[RECORDS SUPPLIED Boundary: Start]

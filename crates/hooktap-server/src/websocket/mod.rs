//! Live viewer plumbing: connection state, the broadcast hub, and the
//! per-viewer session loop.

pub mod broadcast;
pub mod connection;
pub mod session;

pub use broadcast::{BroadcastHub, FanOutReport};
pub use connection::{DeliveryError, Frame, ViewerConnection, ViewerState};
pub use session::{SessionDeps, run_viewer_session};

[RECORDS SUPPLIED Boundary: End]

Down to the last line, reproduce the entries above precisely.

filename crates/hooktap-server/src/websocket/mod.rs
//! Live viewer plumbing: connection state, the broadcast hub, and the
//! per-viewer session loop.

pub mod broadcast;
pub mod connection;
pub mod session;

pub use broadcast::{BroadcastHub, FanOutReport};
pub use connection::{DeliveryError, Frame, ViewerConnection, ViewerState};
pub use session::{SessionDeps, run_viewer_session};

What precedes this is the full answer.